Data to process =

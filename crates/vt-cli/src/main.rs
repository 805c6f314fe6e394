use anyhow::{Context, Result};
use clap::Parser;
use tracing_subscriber::EnvFilter;
use vt_cli::commands::{cleanup, export, history, replay, status, visits};
use vt_cli::{Cli, Commands, Config};
use vt_engine::SessionAggregator;
use vt_store::SqliteStore;

/// Opens the session database, ensuring its parent directory exists.
fn open_store(config: &Config) -> Result<SqliteStore> {
    if let Some(parent) = config.database_path.parent() {
        std::fs::create_dir_all(parent).context("failed to create database directory")?;
    }
    SqliteStore::open(&config.database_path)
        .with_context(|| format!("failed to open {}", config.database_path.display()))
}

#[tokio::main]
async fn main() -> Result<()> {
    let cli = Cli::parse();

    let filter = if cli.verbose {
        EnvFilter::new("debug")
    } else {
        EnvFilter::from_default_env()
    };
    // Use try_init to avoid panic if tracing is already initialized (e.g., in tests)
    let _ = tracing_subscriber::fmt().with_env_filter(filter).try_init();

    let Some(command) = cli.command else {
        use clap::CommandFactory;
        Cli::command().print_help()?;
        println!();
        return Ok(());
    };

    let config = Config::load_from(cli.config.as_deref()).context("failed to load configuration")?;
    tracing::debug!(?config, "loaded configuration");

    let stdout = std::io::stdout();
    let mut out = stdout.lock();

    match command {
        Commands::Replay { file } => {
            replay::run(&mut out, open_store(&config)?, &config, &file).await?;
        }
        Commands::Status { json } => {
            let aggregator = SessionAggregator::new(open_store(&config)?);
            status::run(&mut out, &aggregator, json).await?;
        }
        Commands::History { days, json } => {
            let aggregator = SessionAggregator::new(open_store(&config)?);
            history::run(&mut out, &aggregator, days, json).await?;
        }
        Commands::Visits { json } => {
            let aggregator = SessionAggregator::new(open_store(&config)?);
            visits::run(&mut out, &aggregator, json).await?;
        }
        Commands::Export { date, format } => {
            let aggregator = SessionAggregator::new(open_store(&config)?);
            export::run(&mut out, &aggregator, date, format).await?;
        }
        Commands::Cleanup { days } => {
            let aggregator = SessionAggregator::new(open_store(&config)?);
            cleanup::run(&mut out, &aggregator, days.unwrap_or(config.retention_days)).await?;
        }
    }

    Ok(())
}
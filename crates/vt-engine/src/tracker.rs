//! The per-tab visit state machine.

use std::collections::HashMap;
use std::sync::{Mutex, MutexGuard, PoisonError};

use chrono::{DateTime, TimeDelta, Utc};
use vt_core::{CategoryLists, CreationMode, NewVisit, SourceInfo, TabId, Visit, VisitId, WindowId};
use vt_store::SessionStore;

use crate::aggregator::SessionAggregator;
use crate::clock::Clock;
use crate::events::{HostEvent, TabStatus};

/// Per-tab bookkeeping. Created lazily on the first event for a tab id,
/// dropped when the tab closes.
#[derive(Debug, Default)]
struct TabState {
    /// The tab's current, not-yet-finalized visit. At most one per tab.
    current: Option<Visit>,
    /// Last URL this tab finished a visit on.
    previous_url: Option<String>,
    /// Start instant of the tab's most recent visit. Starts are kept strictly
    /// increasing so composite visit ids never collide within a tab.
    last_start: Option<DateTime<Utc>>,
}

/// Pending hyperlink attribution for a tab the host has spawned but that has
/// not finished its first load yet. Consumed once, cleaned up on tab removal.
#[derive(Debug, Clone)]
struct PendingAttribution {
    source_tab: TabId,
    source_url: String,
    source_visit: VisitId,
}

#[derive(Debug)]
struct TrackerState {
    tabs: HashMap<TabId, TabState>,
    pending: HashMap<TabId, PendingAttribution>,
    focused_window: Option<WindowId>,
    focused_tab: Option<TabId>,
    user_active: bool,
}

impl Default for TrackerState {
    fn default() -> Self {
        Self {
            tabs: HashMap::new(),
            pending: HashMap::new(),
            focused_window: None,
            focused_tab: None,
            // the idle detector only reports transitions, so assume active
            // until told otherwise
            user_active: true,
        }
    }
}

/// What a completed page load turned into, decided under the state lock.
enum LoadOutcome {
    TitlePatched(Visit),
    Navigated {
        finalized: Option<Visit>,
        created: Visit,
    },
}

/// The visit-tracking service.
///
/// Explicitly constructed with its store, clock and category lists; owns the
/// per-tab map and the pending-attribution table. In-memory state sits behind
/// a `std::sync::Mutex` that is never held across an await point; everything
/// persisted goes through the aggregator's serialized write path.
pub struct VisitTracker<S, C> {
    state: Mutex<TrackerState>,
    aggregator: SessionAggregator<S>,
    clock: C,
    categories: CategoryLists,
}
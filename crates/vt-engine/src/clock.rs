//! Time source abstraction.

use std::sync::{Arc, Mutex, PoisonError};

use chrono::{DateTime, TimeDelta, Utc};

/// Source of the current instant.
///
/// Injected rather than calling `Utc::now()` inline so the state machine's
/// watermark arithmetic is testable against a controlled timeline.
pub trait Clock: Send + Sync {
    fn now(&self) -> DateTime<Utc>;
}

/// Wall clock.
#[derive(Debug, Clone, Copy, Default)]
pub struct SystemClock;

impl Clock for SystemClock {
    fn now(&self) -> DateTime<Utc> {
        Utc::now()
    }
}

/// Settable clock for tests and event-log replay.
///
/// Clones share the same instant, so a handle kept by the caller moves time
/// for a tracker that owns another clone.
#[derive(Debug, Clone)]
pub struct ManualClock {
    instant: Arc<Mutex<DateTime<Utc>>>,
}

impl ManualClock {
    #[must_use]
    pub fn starting_at(instant: DateTime<Utc>) -> Self {
        Self {
            instant: Arc::new(Mutex::new(instant)),
        }
    }

    pub fn set(&self, instant: DateTime<Utc>) {
        *self
            .instant
            .lock()
            .unwrap_or_else(PoisonError::into_inner) = instant;
    }

    pub fn advance(&self, delta: TimeDelta) {
        let mut instant = self
            .instant
            .lock()
            .unwrap_or_else(PoisonError::into_inner);
        *instant += delta;
    }
}

impl Clock for ManualClock {
    fn now(&self) -> DateTime<Utc> {
        *self
            .instant
            .lock()
            .unwrap_or_else(PoisonError::into_inner)
    }
}
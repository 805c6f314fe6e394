//! Per-day session aggregation with serialized mutation.

use chrono::{DateTime, NaiveDate, TimeDelta, Utc};
use tokio::sync::Mutex;
use vt_core::{BrowsingSession, TabId, Visit, rows_to_csv, visit_rows};
use vt_store::{SessionStore, StoreError};

/// Owns the per-date session documents and the only write path to the store.
///
/// Handlers for different tabs interleave around storage await points, so a
/// naive load-modify-save would let two concurrent upserts read the same
/// stale document and silently drop one visit. Every mutating operation here
/// holds `write_lock` across its whole read-modify-write instead.
pub struct SessionAggregator<S> {
    store: S,
    write_lock: Mutex<()>,
}

impl<S: SessionStore> SessionAggregator<S> {
    pub fn new(store: S) -> Self {
        Self {
            store,
            write_lock: Mutex::new(()),
        }
    }

    /// Read-only access to the underlying store.
    pub fn store(&self) -> &S {
        &self.store
    }

    /// Loads a day's session, degrading read failures to a fresh document.
    async fn load_or_create(&self, date: NaiveDate) -> BrowsingSession {
        match self.store.load(date).await {
            Ok(Some(session)) => session,
            Ok(None) => BrowsingSession::new(date),
            Err(error) => {
                tracing::warn!(%date, %error, "session load failed, starting fresh");
                BrowsingSession::new(date)
            }
        }
    }

    /// Inserts or replaces (by visit id) one visit in today's session and
    /// recomputes every derived field before persisting.
    pub async fn upsert_visit(&self, visit: Visit, now: DateTime<Utc>) -> Result<(), StoreError> {
        let _guard = self.write_lock.lock().await;
        let mut session = self.load_or_create(now.date_naive()).await;
        let tab = session.tab_or_insert(visit.tab_id, visit.window_id, visit.start_time);
        if let Some(existing) = tab.visits.iter_mut().find(|v| v.id == visit.id) {
            *existing = visit;
        } else {
            tab.visits.push(visit);
        }
        session.recompute();
        self.store.save(&session).await
    }

    /// Stamps `closed_at` on the tab session and force-finalizes any visit in
    /// it still missing an end time, in one persisted operation.
    pub async fn close_tab_session(
        &self,
        tab_id: TabId,
        now: DateTime<Utc>,
    ) -> Result<(), StoreError> {
        let _guard = self.write_lock.lock().await;
        let mut session = self.load_or_create(now.date_naive()).await;
        let Some(tab) = session.tab_mut(tab_id) else {
            return Ok(());
        };
        tab.close(now);
        session.recompute();
        self.store.save(&session).await
    }

    /// Today's session; an empty zeroed one when nothing is persisted yet.
    ///
    /// Sessions written before the unique-count stats existed are healed on
    /// load: the stats are recomputed and persisted back once.
    pub async fn current_session(&self, now: DateTime<Utc>) -> BrowsingSession {
        let date = now.date_naive();
        let mut session = self.load_or_create(date).await;
        if needs_stats_backfill(&session) {
            session.recompute();
            if let Err(error) = self.store.save(&session).await {
                tracing::warn!(%date, %error, "failed to persist backfilled stats");
            }
        }
        session
    }

    /// Persisted sessions for the last `days` days, most recent first.
    /// Days without data are skipped.
    pub async fn session_history(&self, days: u32, now: DateTime<Utc>) -> Vec<BrowsingSession> {
        let today = now.date_naive();
        let mut sessions = Vec::new();
        for offset in 0..days {
            let date = today - TimeDelta::days(i64::from(offset));
            match self.store.load(date).await {
                Ok(Some(session)) => sessions.push(session),
                Ok(None) => {}
                Err(error) => tracing::warn!(%date, %error, "skipping unreadable day"),
            }
        }
        sessions
    }

    /// Today's flattened chronological visit list.
    pub async fn all_url_visits(&self, now: DateTime<Utc>) -> Vec<Visit> {
        self.current_session(now)
            .await
            .all_visits()
            .into_iter()
            .cloned()
            .collect()
    }

    /// A day's session as a structured export document.
    pub async fn export_session(
        &self,
        date: NaiveDate,
    ) -> Result<Option<BrowsingSession>, StoreError> {
        self.store.load(date).await
    }

    /// A day's session as flattened CSV for download/reporting.
    pub async fn export_csv(&self, date: NaiveDate) -> Result<Option<String>, StoreError> {
        Ok(self
            .store
            .load(date)
            .await?
            .map(|session| rows_to_csv(&visit_rows(&session))))
    }

    /// Replaces a day's persisted document wholesale (session import).
    pub async fn import_session(&self, session: &BrowsingSession) -> Result<(), StoreError> {
        let _guard = self.write_lock.lock().await;
        self.store.save(session).await
    }

    /// Removes sessions older than `days` days. Returns how many were removed.
    pub async fn cleanup_older_than(
        &self,
        days: u32,
        now: DateTime<Utc>,
    ) -> Result<usize, StoreError> {
        let cutoff = now.date_naive() - TimeDelta::days(i64::from(days));
        let mut removed = 0;
        for date in self.store.list_dates().await? {
            if date < cutoff {
                self.store.remove(date).await?;
                removed += 1;
            }
        }
        Ok(removed)
    }
}

/// A session persisted before the unique counts existed deserializes with
/// them zeroed; visits on record with a zero unique count is the tell.
fn needs_stats_backfill(session: &BrowsingSession) -> bool {
    session.stats.total_urls > 0 && session.stats.unique_urls == 0
}
//! Visit records and their lifecycle.
//!
//! A [`Visit`] is one continuous period a URL occupied a specific tab. It is
//! created when the tab finishes loading the URL, mutated in place while the
//! user stays on the page (active-time flushes, title updates) and finalized
//! when the tab navigates away or closes. Once finalized it is immutable.

use chrono::{DateTime, Utc};
use serde::{Deserialize, Serialize};

use crate::category::{Category, CategoryLists};
use crate::domain::DomainName;
use crate::types::{TabId, VisitId, WindowId};

/// How a visit's page was reached.
#[derive(Debug, Clone, Copy, PartialEq, Eq, Serialize, Deserialize, Default)]
#[serde(rename_all = "snake_case")]
pub enum CreationMode {
    /// Navigation continued within the same tab.
    #[default]
    Chain,
    /// A link on another page opened this tab.
    Hyperlink,
}

impl CreationMode {
    #[must_use]
    pub const fn as_str(&self) -> &'static str {
        match self {
            Self::Chain => "chain",
            Self::Hyperlink => "hyperlink",
        }
    }
}

impl std::fmt::Display for CreationMode {
    fn fmt(&self, f: &mut std::fmt::Formatter<'_>) -> std::fmt::Result {
        f.write_str(self.as_str())
    }
}

/// The prior visit that led to a new one.
#[derive(Debug, Clone, PartialEq, Eq, Serialize, Deserialize)]
pub struct SourceInfo {
    pub visit_id: VisitId,
    pub url: String,
    pub tab_id: TabId,
}

/// Inputs to the visit factory.
#[derive(Debug, Clone)]
pub struct NewVisit {
    pub url: String,
    pub tab_id: TabId,
    pub window_id: WindowId,
    pub title: Option<String>,
    pub source: Option<SourceInfo>,
    pub creation_mode: CreationMode,
    /// Whether the page is foregrounded and the user is active right now.
    pub is_active: bool,
}

/// One continuous period a URL occupied a specific tab.
#[derive(Debug, Clone, PartialEq, Eq, Serialize, Deserialize)]
pub struct Visit {
    pub id: VisitId,
    pub url: String,
    /// Lowercased hostname with a leading `www.` stripped.
    pub domain: String,
    /// True when the domain came from the heuristic fallback rather than a
    /// parsed URL.
    #[serde(default)]
    pub domain_fallback: bool,
    #[serde(default, skip_serializing_if = "Option::is_none")]
    pub title: Option<String>,
    #[serde(default)]
    pub category: Category,
    pub start_time: DateTime<Utc>,
    #[serde(default, skip_serializing_if = "Option::is_none")]
    pub end_time: Option<DateTime<Utc>>,
    /// End minus start in milliseconds, set once finalized.
    #[serde(default)]
    pub duration_ms: i64,
    /// Foregrounded, non-idle time in milliseconds. Monotone non-decreasing;
    /// clamped to `duration_ms` at finalization.
    #[serde(default)]
    pub active_time_ms: i64,
    /// Watermark for active-time deltas: every flush adds exactly
    /// `now - last_active_at` and advances this.
    pub last_active_at: DateTime<Utc>,
    pub tab_id: TabId,
    pub window_id: WindowId,
    #[serde(default)]
    pub is_active: bool,
    #[serde(default, skip_serializing_if = "Option::is_none")]
    pub source: Option<SourceInfo>,
    #[serde(default)]
    pub creation_mode: CreationMode,
}

impl Visit {
    /// Builds a visit starting at `now`.
    ///
    /// Infallible by design: domain extraction falls back to a heuristic
    /// slice of the raw URL and classification defaults to `Other`.
    #[must_use]
    pub fn begin(new: NewVisit, lists: &CategoryLists, now: DateTime<Utc>) -> Self {
        let domain = DomainName::extract(&new.url);
        let category = lists.classify(domain.as_str());
        let domain_fallback = domain.is_fallback();
        Self {
            id: VisitId::new(new.tab_id, now.timestamp_millis()),
            url: new.url,
            domain: domain.into_string(),
            domain_fallback,
            title: new.title,
            category,
            start_time: now,
            end_time: None,
            duration_ms: 0,
            active_time_ms: 0,
            last_active_at: now,
            tab_id: new.tab_id,
            window_id: new.window_id,
            is_active: new.is_active,
            source: new.source,
            creation_mode: new.creation_mode,
        }
    }

    #[must_use]
    pub const fn is_finalized(&self) -> bool {
        self.end_time.is_some()
    }

    /// Adds the elapsed time since the watermark and advances it.
    ///
    /// No-op unless the visit is live and active, so active time only grows
    /// while `is_active` holds and each wall-clock interval is counted once.
    pub fn flush_active_time(&mut self, now: DateTime<Utc>) {
        if self.is_finalized() || !self.is_active {
            return;
        }
        let elapsed = (now - self.last_active_at).num_milliseconds().max(0);
        self.active_time_ms += elapsed;
        self.last_active_at = now;
    }

    /// Applies a foreground/idle transition.
    ///
    /// Going inactive flushes the accumulated interval first; going active
    /// resets the watermark so the inactive gap is never counted.
    pub fn set_active(&mut self, active: bool, now: DateTime<Utc>) {
        if self.is_finalized() || self.is_active == active {
            return;
        }
        if active {
            self.last_active_at = now;
            self.is_active = true;
        } else {
            self.flush_active_time(now);
            self.is_active = false;
        }
    }

    /// Stamps the end of the visit.
    ///
    /// Idempotent: a second call leaves `end_time`, `duration_ms` and
    /// `active_time_ms` untouched.
    pub fn finalize(&mut self, now: DateTime<Utc>) {
        if self.is_finalized() {
            return;
        }
        self.flush_active_time(now);
        self.end_time = Some(now);
        self.duration_ms = (now - self.start_time).num_milliseconds().max(0);
        self.active_time_ms = self.active_time_ms.min(self.duration_ms);
        self.is_active = false;
    }
}

#[cfg(test)]
mod tests {
    use chrono::TimeDelta;

    use super::*;

    fn t0() -> DateTime<Utc> {
        DateTime::parse_from_rfc3339("2026-03-01T09:00:00Z")
            .unwrap()
            .with_timezone(&Utc)
    }

    fn active_visit(url: &str) -> Visit {
        Visit::begin(
            NewVisit {
                url: url.to_string(),
                tab_id: TabId(1),
                window_id: WindowId(10),
                title: None,
                source: None,
                creation_mode: CreationMode::Chain,
                is_active: true,
            },
            &CategoryLists::default(),
            t0(),
        )
    }

    #[test]
    fn begin_stamps_zeroed_accumulators() {
        let visit = active_visit("https://github.com/rust-lang/rust");
        assert_eq!(visit.id.as_str(), format!("1-{}", t0().timestamp_millis()));
        assert_eq!(visit.domain, "github.com");
        assert_eq!(visit.category, Category::Work);
        assert_eq!(visit.duration_ms, 0);
        assert_eq!(visit.active_time_ms, 0);
        assert_eq!(visit.last_active_at, t0());
        assert!(visit.end_time.is_none());
    }

    #[test]
    fn begin_records_fallback_domains() {
        let visit = active_visit("not a url");
        assert!(visit.domain_fallback);
        assert_eq!(visit.category, Category::Other);
    }

    #[test]
    fn flush_counts_each_interval_once() {
        let mut visit = active_visit("https://example.com");
        visit.flush_active_time(t0() + TimeDelta::seconds(10));
        visit.flush_active_time(t0() + TimeDelta::seconds(25));
        assert_eq!(visit.active_time_ms, 25_000);
        assert_eq!(visit.last_active_at, t0() + TimeDelta::seconds(25));
    }

    #[test]
    fn flush_ignores_inactive_visits() {
        let mut visit = active_visit("https://example.com");
        visit.set_active(false, t0() + TimeDelta::seconds(5));
        visit.flush_active_time(t0() + TimeDelta::seconds(60));
        assert_eq!(visit.active_time_ms, 5_000);
    }

    #[test]
    fn reactivation_skips_the_inactive_gap() {
        let mut visit = active_visit("https://example.com");
        visit.set_active(false, t0() + TimeDelta::seconds(30));
        visit.set_active(true, t0() + TimeDelta::seconds(120));
        visit.flush_active_time(t0() + TimeDelta::seconds(150));
        // 30s before the gap + 30s after it
        assert_eq!(visit.active_time_ms, 60_000);
    }

    #[test]
    fn finalize_is_idempotent() {
        let mut visit = active_visit("https://example.com");
        visit.finalize(t0() + TimeDelta::seconds(120));
        let snapshot = visit.clone();
        visit.finalize(t0() + TimeDelta::seconds(500));
        assert_eq!(visit, snapshot);
    }

    #[test]
    fn finalize_computes_duration_and_clears_active() {
        let mut visit = active_visit("https://example.com");
        visit.finalize(t0() + TimeDelta::seconds(120));
        assert_eq!(visit.duration_ms, 120_000);
        assert_eq!(visit.active_time_ms, 120_000);
        assert!(!visit.is_active);
        assert_eq!(visit.end_time, Some(t0() + TimeDelta::seconds(120)));
    }

    #[test]
    fn finalized_active_time_never_exceeds_duration() {
        let mut visit = active_visit("https://example.com");
        // Watermark manipulation cannot push active time past duration.
        visit.flush_active_time(t0() + TimeDelta::seconds(50));
        visit.finalize(t0() + TimeDelta::seconds(50));
        assert!(visit.active_time_ms <= visit.duration_ms);
    }

    #[test]
    fn backwards_clock_clamps_to_zero() {
        let mut visit = active_visit("https://example.com");
        visit.flush_active_time(t0() - TimeDelta::seconds(10));
        assert_eq!(visit.active_time_ms, 0);
    }

    #[test]
    fn set_active_is_noop_after_finalize() {
        let mut visit = active_visit("https://example.com");
        visit.finalize(t0() + TimeDelta::seconds(10));
        visit.set_active(true, t0() + TimeDelta::seconds(20));
        assert!(!visit.is_active);
        assert_eq!(visit.active_time_ms, 10_000);
    }

    #[test]
    fn serde_defaults_cover_missing_fields() {
        // A record persisted before domain_fallback existed still loads.
        let json = r#"{"id":"1-0","url":"https://example.com","domain":"example.com",
                "category":"other","start_time":"2026-03-01T09:00:00Z",
                "last_active_at":"2026-03-01T09:00:00Z","tab_id":1,"window_id":10}"#;
        let visit: Visit = serde_json::from_str(json).unwrap();
        assert!(!visit.domain_fallback);
        assert_eq!(visit.active_time_ms, 0);
        assert_eq!(visit.creation_mode, CreationMode::Chain);
    }
}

Directions for this task =
If a line in the entries holds the string "recent", copy it.

The completed task =
    /// Start instant of the tab's most recent visit. Starts are kept strictly
    /// Persisted sessions for the last `days` days, most recent first.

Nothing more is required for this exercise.